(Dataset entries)
-----
// SYNOID Hologram Tests — Animation Playback
// Copyright (c) 2026 Xing_The_Creator | SYNOID

use hologram_core::anim::format::{AnimHeader, AnimWriter, HEADER_SIZE, MAGIC};
use hologram_core::anim::{Animation, AnimationStore};
use hologram_core::engine::Geometry;
use std::fs::{self, OpenOptions};
use std::path::{Path, PathBuf};
use std::sync::atomic::{AtomicUsize, Ordering};

static DIR_SEQ: AtomicUsize = AtomicUsize::new(0);

fn temp_dir(tag: &str) -> PathBuf {
    let dir = std::env::temp_dir().join(format!(
        "hologram-{}-{}-{}",
        tag,
        std::process::id(),
        DIR_SEQ.fetch_add(1, Ordering::Relaxed)
    ));
    let _ = fs::remove_dir_all(&dir);
    fs::create_dir_all(&dir).unwrap();
    dir
}

fn tiny() -> Geometry {
    Geometry {
        rows: 2,
        cols: 2,
        slice_count: 4,
    }
}

/// Frame `i` is filled with byte `i + 1` so reads can be identified.
fn write_anim(path: &Path, geometry: Geometry, frames: u32, loop_start: u32) {
    let mut w = AnimWriter::create(path, geometry, AnimHeader::new(frames, loop_start)).unwrap();
    for i in 0..frames {
        w.write_raw_frame(&vec![i as u8 + 1; geometry.frame_bytes()]).unwrap();
    }
    w.finish().unwrap();
}

fn raw_header(frames: u32, loop_start: u32) -> Vec<u8> {
    let mut h = vec![0u8; HEADER_SIZE];
    h[..MAGIC.len()].copy_from_slice(MAGIC);
    h[12..16].copy_from_slice(&frames.to_le_bytes());
    h[16..20].copy_from_slice(&loop_start.to_le_bytes());
    h
}

#[test]
fn test_loop_order_and_offsets() {
    let dir = temp_dir("loop");
    let path = dir.join("wave.anim");
    write_anim(&path, tiny(), 5, 3);

    let mut anim = Animation::open(&path, tiny()).unwrap();
    let mut buf = Vec::new();
    let mut order = Vec::new();
    for _ in 0..7 {
        let index = anim.read_frame(&mut buf).unwrap();
        assert!(buf.iter().all(|&b| b == index as u8 + 1), "frame {} has wrong bytes", index);
        assert_eq!(anim.stream_offset().unwrap(), anim.expected_offset());
        order.push(index);
    }
    assert_eq!(order, vec![0, 1, 2, 3, 4, 3, 4]);

    // Many wraps later the handle is still on a frame boundary.
    for _ in 0..1000 {
        anim.read_frame(&mut buf).unwrap();
    }
    assert_eq!(anim.stream_offset().unwrap(), anim.expected_offset());

    anim.rewind().unwrap();
    assert_eq!(anim.cursor(), 0);
    assert_eq!(anim.read_frame(&mut buf).unwrap(), 0);
    fs::remove_dir_all(&dir).ok();
}

#[test]
fn test_loop_start_past_end_repeats_last_frame() {
    let dir = temp_dir("pastend");
    let path = dir.join("hold.anim");
    let g = tiny();
    let mut bytes = raw_header(3, 9);
    for i in 0..3u8 {
        bytes.extend(vec![i + 1; g.frame_bytes()]);
    }
    fs::write(&path, bytes).unwrap();

    let mut anim = Animation::open(&path, g).unwrap();
    let mut buf = Vec::new();
    let order: Vec<u32> = (0..5).map(|_| anim.read_frame(&mut buf).unwrap()).collect();
    assert_eq!(order, vec![0, 1, 2, 2, 2]);
    fs::remove_dir_all(&dir).ok();
}

#[test]
fn test_single_frame_animation() {
    let dir = temp_dir("single");
    let path = dir.join("still.anim");
    write_anim(&path, tiny(), 1, 0);

    let mut anim = Animation::open(&path, tiny()).unwrap();
    let mut buf = Vec::new();
    for _ in 0..4 {
        assert_eq!(anim.read_frame(&mut buf).unwrap(), 0);
    }
    fs::remove_dir_all(&dir).ok();
}

#[test]
fn test_catalog_skips_malformed_files() {
    let dir = temp_dir("catalog");
    let g = tiny();
    write_anim(&dir.join("good.anim"), g, 2, 0);

    let mut bad_magic = raw_header(1, 0);
    bad_magic[0] = b'X';
    bad_magic.extend(vec![1u8; g.frame_bytes()]);
    fs::write(dir.join("badmagic.anim"), bad_magic).unwrap();

    fs::write(dir.join("short.anim"), &MAGIC[..]).unwrap();
    fs::write(dir.join("empty.anim"), raw_header(0, 0)).unwrap();

    let mut truncated = raw_header(3, 0);
    truncated.extend(vec![1u8; g.frame_bytes() * 2]);
    fs::write(dir.join("truncated.anim"), truncated).unwrap();

    write_anim(&dir.join("ignored.bin"), g, 1, 0);

    let store = AnimationStore::open(&dir, g).unwrap();
    assert_eq!(store.names(), vec!["good".to_string()]);
    assert_eq!(store.get("good").unwrap().frame_count(), 2);
    fs::remove_dir_all(&dir).ok();
}

#[test]
fn test_missing_directory_fails() {
    let dir = temp_dir("missing").join("nope");
    assert!(AnimationStore::open(&dir, tiny()).is_err());
}

#[test]
fn test_rescan_keeps_existing_cursors() {
    let dir = temp_dir("rescan");
    let g = tiny();
    write_anim(&dir.join("a.anim"), g, 4, 0);

    let mut store = AnimationStore::open(&dir, g).unwrap();
    let mut buf = Vec::new();
    store.get_mut("a").unwrap().read_frame(&mut buf).unwrap();

    assert_eq!(store.rescan().unwrap(), 0);
    assert_eq!(store.get("a").unwrap().cursor(), 1);

    write_anim(&dir.join("b.anim"), g, 2, 1);
    assert_eq!(store.rescan().unwrap(), 1);
    assert_eq!(store.len(), 2);
    assert_eq!(store.get("a").unwrap().cursor(), 1);

    assert!(store.resolve("b").unwrap());
    assert!(!store.resolve("c").unwrap());
    assert_eq!(store.close(), 2);
    assert!(store.is_empty());
    fs::remove_dir_all(&dir).ok();
}

#[test]
fn test_file_shrinking_after_open_is_a_read_error() {
    let dir = temp_dir("shrink");
    let path = dir.join("gone.anim");
    let g = tiny();
    write_anim(&path, g, 3, 0);

    let mut anim = Animation::open(&path, g).unwrap();
    let mut buf = Vec::new();
    assert_eq!(anim.read_frame(&mut buf).unwrap(), 0);

    let file = OpenOptions::new().write(true).open(&path).unwrap();
    file.set_len((HEADER_SIZE + g.frame_bytes() + 1) as u64).unwrap();
    drop(file);

    let err = anim.read_frame(&mut buf).unwrap_err();
    assert!(format!("{:#}", err).contains("short read"));
    assert_eq!(anim.cursor(), 1);

    anim.rewind().unwrap();
    assert_eq!(anim.read_frame(&mut buf).unwrap(), 0);
    fs::remove_dir_all(&dir).ok();
}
-----
* EXERCISE
Print the entries above exactly as they were written, down to the last line.

* EXPECTED ANSWER
// SYNOID Hologram Tests — Animation Playback
// Copyright (c) 2026 Xing_The_Creator | SYNOID

use hologram_core::anim::format::{AnimHeader, AnimWriter, HEADER_SIZE, MAGIC};
use hologram_core::anim::{Animation, AnimationStore};
use hologram_core::engine::Geometry;
use std::fs::{self, OpenOptions};
use std::path::{Path, PathBuf};
use std::sync::atomic::{AtomicUsize, Ordering};

static DIR_SEQ: AtomicUsize = AtomicUsize::new(0);

fn temp_dir(tag: &str) -> PathBuf {
    let dir = std::env::temp_dir().join(format!(
        "hologram-{}-{}-{}",
        tag,
        std::process::id(),
        DIR_SEQ.fetch_add(1, Ordering::Relaxed)
    ));
    let _ = fs::remove_dir_all(&dir);
    fs::create_dir_all(&dir).unwrap();
    dir
}

fn tiny() -> Geometry {
    Geometry {
        rows: 2,
        cols: 2,
        slice_count: 4,
    }
}

/// Frame `i` is filled with byte `i + 1` so reads can be identified.
fn write_anim(path: &Path, geometry: Geometry, frames: u32, loop_start: u32) {
    let mut w = AnimWriter::create(path, geometry, AnimHeader::new(frames, loop_start)).unwrap();
    for i in 0..frames {
        w.write_raw_frame(&vec![i as u8 + 1; geometry.frame_bytes()]).unwrap();
    }
    w.finish().unwrap();
}

fn raw_header(frames: u32, loop_start: u32) -> Vec<u8> {
    let mut h = vec![0u8; HEADER_SIZE];
    h[..MAGIC.len()].copy_from_slice(MAGIC);
    h[12..16].copy_from_slice(&frames.to_le_bytes());
    h[16..20].copy_from_slice(&loop_start.to_le_bytes());
    h
}

#[test]
fn test_loop_order_and_offsets() {
    let dir = temp_dir("loop");
    let path = dir.join("wave.anim");
    write_anim(&path, tiny(), 5, 3);

    let mut anim = Animation::open(&path, tiny()).unwrap();
    let mut buf = Vec::new();
    let mut order = Vec::new();
    for _ in 0..7 {
        let index = anim.read_frame(&mut buf).unwrap();
        assert!(buf.iter().all(|&b| b == index as u8 + 1), "frame {} has wrong bytes", index);
        assert_eq!(anim.stream_offset().unwrap(), anim.expected_offset());
        order.push(index);
    }
    assert_eq!(order, vec![0, 1, 2, 3, 4, 3, 4]);

    // Many wraps later the handle is still on a frame boundary.
    for _ in 0..1000 {
        anim.read_frame(&mut buf).unwrap();
    }
    assert_eq!(anim.stream_offset().unwrap(), anim.expected_offset());

    anim.rewind().unwrap();
    assert_eq!(anim.cursor(), 0);
    assert_eq!(anim.read_frame(&mut buf).unwrap(), 0);
    fs::remove_dir_all(&dir).ok();
}

#[test]
fn test_loop_start_past_end_repeats_last_frame() {
    let dir = temp_dir("pastend");
    let path = dir.join("hold.anim");
    let g = tiny();
    let mut bytes = raw_header(3, 9);
    for i in 0..3u8 {
        bytes.extend(vec![i + 1; g.frame_bytes()]);
    }
    fs::write(&path, bytes).unwrap();

    let mut anim = Animation::open(&path, g).unwrap();
    let mut buf = Vec::new();
    let order: Vec<u32> = (0..5).map(|_| anim.read_frame(&mut buf).unwrap()).collect();
    assert_eq!(order, vec![0, 1, 2, 2, 2]);
    fs::remove_dir_all(&dir).ok();
}

#[test]
fn test_single_frame_animation() {
    let dir = temp_dir("single");
    let path = dir.join("still.anim");
    write_anim(&path, tiny(), 1, 0);

    let mut anim = Animation::open(&path, tiny()).unwrap();
    let mut buf = Vec::new();
    for _ in 0..4 {
        assert_eq!(anim.read_frame(&mut buf).unwrap(), 0);
    }
    fs::remove_dir_all(&dir).ok();
}

#[test]
fn test_catalog_skips_malformed_files() {
    let dir = temp_dir("catalog");
    let g = tiny();
    write_anim(&dir.join("good.anim"), g, 2, 0);

    let mut bad_magic = raw_header(1, 0);
    bad_magic[0] = b'X';
    bad_magic.extend(vec![1u8; g.frame_bytes()]);
    fs::write(dir.join("badmagic.anim"), bad_magic).unwrap();

    fs::write(dir.join("short.anim"), &MAGIC[..]).unwrap();
    fs::write(dir.join("empty.anim"), raw_header(0, 0)).unwrap();

    let mut truncated = raw_header(3, 0);
    truncated.extend(vec![1u8; g.frame_bytes() * 2]);
    fs::write(dir.join("truncated.anim"), truncated).unwrap();

    write_anim(&dir.join("ignored.bin"), g, 1, 0);

    let store = AnimationStore::open(&dir, g).unwrap();
    assert_eq!(store.names(), vec!["good".to_string()]);
    assert_eq!(store.get("good").unwrap().frame_count(), 2);
    fs::remove_dir_all(&dir).ok();
}

#[test]
fn test_missing_directory_fails() {
    let dir = temp_dir("missing").join("nope");
    assert!(AnimationStore::open(&dir, tiny()).is_err());
}

#[test]
fn test_rescan_keeps_existing_cursors() {
    let dir = temp_dir("rescan");
    let g = tiny();
    write_anim(&dir.join("a.anim"), g, 4, 0);

    let mut store = AnimationStore::open(&dir, g).unwrap();
    let mut buf = Vec::new();
    store.get_mut("a").unwrap().read_frame(&mut buf).unwrap();

    assert_eq!(store.rescan().unwrap(), 0);
    assert_eq!(store.get("a").unwrap().cursor(), 1);

    write_anim(&dir.join("b.anim"), g, 2, 1);
    assert_eq!(store.rescan().unwrap(), 1);
    assert_eq!(store.len(), 2);
    assert_eq!(store.get("a").unwrap().cursor(), 1);

    assert!(store.resolve("b").unwrap());
    assert!(!store.resolve("c").unwrap());
    assert_eq!(store.close(), 2);
    assert!(store.is_empty());
    fs::remove_dir_all(&dir).ok();
}

#[test]
fn test_file_shrinking_after_open_is_a_read_error() {
    let dir = temp_dir("shrink");
    let path = dir.join("gone.anim");
    let g = tiny();
    write_anim(&path, g, 3, 0);

    let mut anim = Animation::open(&path, g).unwrap();
    let mut buf = Vec::new();
    assert_eq!(anim.read_frame(&mut buf).unwrap(), 0);

    let file = OpenOptions::new().write(true).open(&path).unwrap();
    file.set_len((HEADER_SIZE + g.frame_bytes() + 1) as u64).unwrap();
    drop(file);

    let err = anim.read_frame(&mut buf).unwrap_err();
    assert!(format!("{:#}", err).contains("short read"));
    assert_eq!(anim.cursor(), 1);

    anim.rewind().unwrap();
    assert_eq!(anim.read_frame(&mut buf).unwrap(), 0);
    fs::remove_dir_all(&dir).ok();
}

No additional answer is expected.